上肢下肢の麻痺による運動障害、喋りにくくなる言語障害、食べ物を飲み込めなくなる嚥下障害、呼吸障害など、どれもが行きの新幹線で一度は読んだ説明だったが、再度読むと、それらを説明する文章の一文字一文字が俺の心に重くのしかかってきた。知らぬうちに息を止めて黙読していたようで、呼吸まで苦しかった。
本当にこれらの症状が瑞奈に現れるのだろうか?
そもそもまだ診断が確定した訳じゃないのだから……読み進めるほどに不安になることを抑えられないが、検索を止めることもできなかった。
瑞奈がこれらの症状を発症させた場合、果たして俺はそのことを真正面から受け止めることができるだろうか? そう心が俺に問いかけてくる。大丈夫。宣言しようとしているのに、本当にその宣言は果たされるのだろうか……?
そんな折だった。俺が春奈さんのブログを見つけたのは。
『春奈のブログへようこそ とあるALS闘病者の戦いキックオフ』
キックオフ、という単語に導かれるように、そのブログを閲覧するや、時間を忘れて読みふけっていた。

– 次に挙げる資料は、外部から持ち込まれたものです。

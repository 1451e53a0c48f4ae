use std::time::Duration;

pub type Result<T, E = RegistryError> = std::result::Result<T, E>;

/// Failures surfaced by registry backends, the registrar and watchers.
#[derive(Debug, thiserror::Error)]
pub enum RegistryError {
    /// The configured bind/advertise host could not be turned into an address
    /// other instances can dial.
    #[error("no routable address for host {host:?}")]
    NoRoutableAddress { host: String },

    /// The backend call failed. Carries the backend's own error unchanged.
    #[error("registry transport error: {0}")]
    Transport(#[source] Box<dyn std::error::Error + Send + Sync>),

    /// A service payload could not be encoded or decoded.
    #[error("service payload codec error: {0}")]
    Codec(#[source] Box<dyn std::error::Error + Send + Sync>),

    /// Registration TTLs are whole seconds on the wire; anything shorter
    /// cannot be expressed as a lease.
    #[error("register ttl {0:?} is shorter than one second")]
    InvalidTtl(Duration),

    /// The watch subscription ended. Terminal: create a new watcher to resume.
    #[error("watch stream closed")]
    StreamClosed,
}

impl RegistryError {
    pub(crate) fn transport(err: impl std::error::Error + Send + Sync + 'static) -> Self {
        RegistryError::Transport(Box::new(err))
    }

    pub(crate) fn codec(err: impl std::error::Error + Send + Sync + 'static) -> Self {
        RegistryError::Codec(Box::new(err))
    }
}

春奈さんはどうやらサッカーを本格的にやっていた三十歳前後の女性のようだ。
五年前にALSを発症し、現在は視線入力ができるパソコンを使ってブログを更新していた。
女性のサッカー経験者という経歴がどうしても瑞奈とダブって見える。ブログに写真は貼られていないが、掲載文章を読む限り、春奈さんは既に手足を動かすことができない状態のようだ。
瑞奈もいずれ……、すぐに頭を激しく振った。初期診断は誤診であって欲しい。でも、ブログに記載されている回顧録に、『よく躓くようになった』『呂律が回らなくなった』の言葉を見つけた。
胸がぎりぎりと締め付けられる。最近の瑞奈は、何でもない平坦な道で転んだり躓いたりしていた。呂律も回っていない時があった……。
視線がブログ中の連絡先メールアドレスで止まっていた。
どれくらいの時間、そのメールアドレスを眺めているのか、瞬きさえも暫くできなかった。
幾ばくかの時間が流れ、空調が効いた部屋の中であるにもかかわらず汗がこめかみを伝い落ちていくのを感じた時、俺はそのメールアドレスを宛先に、メール文をしたためていた。